*** DATASET ENTRIES ***

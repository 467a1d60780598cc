//! Conversion of amounts into the base currency
//!
//! Rates come from `Settings::exchange_rates`; each rate converts one unit of
//! the foreign currency into the base currency.

use std::collections::BTreeMap;

use crate::config::Settings;
use crate::error::SpendwiseResult;
use crate::models::Money;

/// Converts amounts into the configured base currency
#[derive(Debug, Clone)]
pub struct CurrencyConverter {
    base: String,
    rates: BTreeMap<String, f64>,
}

impl CurrencyConverter {
    pub fn new(settings: &Settings) -> Self {
        Self {
            base: settings.base_currency.trim().to_uppercase(),
            rates: settings
                .exchange_rates
                .iter()
                .map(|(code, rate)| (code.trim().to_uppercase(), *rate))
                .collect(),
        }
    }

    pub fn base_currency(&self) -> &str {
        &self.base
    }

    /// Rate into the base currency; 1 for the base currency itself
    pub fn rate(&self, currency: &str) -> SpendwiseResult<f64> {
        let code = currency.trim().to_uppercase();
        if code.is_empty() || code == self.base {
            return Ok(1.0);
        }
        self.rates
            .get(&code)
            .copied()
            .ok_or(crate::error::SpendwiseError::UnknownCurrency(code))
    }

    pub fn to_base(&self, amount: Money, currency: &str) -> SpendwiseResult<Money> {
        let rate = self.rate(currency)?;
        if rate == 1.0 {
            return Ok(amount);
        }
        Ok(amount.convert(rate))
    }

    /// Sum `(amount, currency)` pairs in the base currency
    pub fn sum<'a, I>(&self, items: I) -> SpendwiseResult<Money>
    where
        I: IntoIterator<Item = (Money, &'a str)>,
    {
        let mut total = Money::zero();
        for (amount, currency) in items {
            total += self.to_base(amount, currency)?;
        }
        Ok(total)
    }
}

*** End of DATASET ENTRIES ***

[WHAT YOU NEED TO DO] Wherever the line holding "let code = currency.trim().to_uppercase();" falls in the entries above, copy exactly from it through the line holding "let mut total = Money::zero();", inclusive, and add nothing.

[RESULT FOR THIS EXERCISE]
        let code = currency.trim().to_uppercase();
        if code.is_empty() || code == self.base {
            return Ok(1.0);
        }
        self.rates
            .get(&code)
            .copied()
            .ok_or(crate::error::SpendwiseError::UnknownCurrency(code))
    }

    pub fn to_base(&self, amount: Money, currency: &str) -> SpendwiseResult<Money> {
        let rate = self.rate(currency)?;
        if rate == 1.0 {
            return Ok(amount);
        }
        Ok(amount.convert(rate))
    }

    /// Sum `(amount, currency)` pairs in the base currency
    pub fn sum<'a, I>(&self, items: I) -> SpendwiseResult<Money>
    where
        I: IntoIterator<Item = (Money, &'a str)>,
    {
        let mut total = Money::zero();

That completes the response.